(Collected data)
━━━━━━━━━━━━━━━━━━━━━━━━━━━━━━
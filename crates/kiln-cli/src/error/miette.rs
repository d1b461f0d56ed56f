//! Conversion of CLI errors into miette reports.

use miette::Report;

use crate::error::CliError;

/// Converts a [`CliError`] into a report for `main` to render.
///
/// Build errors keep their diagnostic data: source snippets, help text and the
/// secondary bundler errors as related diagnostics.
pub fn cli_error_to_miette(err: CliError) -> Report {
    match err {
        CliError::Build(e) => Report::new(e),
        other => miette::miette!("{}", other),
    }
}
━━━━━━━━━━━━━━━━━━━━━━━━━━━━━━
Problem statement:
Could all of the entries be retyped word for word?

Result below:
filename crates/kiln-cli/src/error/miette.rs
repository d1b461f0d56ed56f
//! Conversion of CLI errors into miette reports.

use miette::Report;

use crate::error::CliError;

/// Converts a [`CliError`] into a report for `main` to render.
///
/// Build errors keep their diagnostic data: source snippets, help text and the
/// secondary bundler errors as related diagnostics.
pub fn cli_error_to_miette(err: CliError) -> Report {
    match err {
        CliError::Build(e) => Report::new(e),
        other => miette::miette!("{}", other),
    }
}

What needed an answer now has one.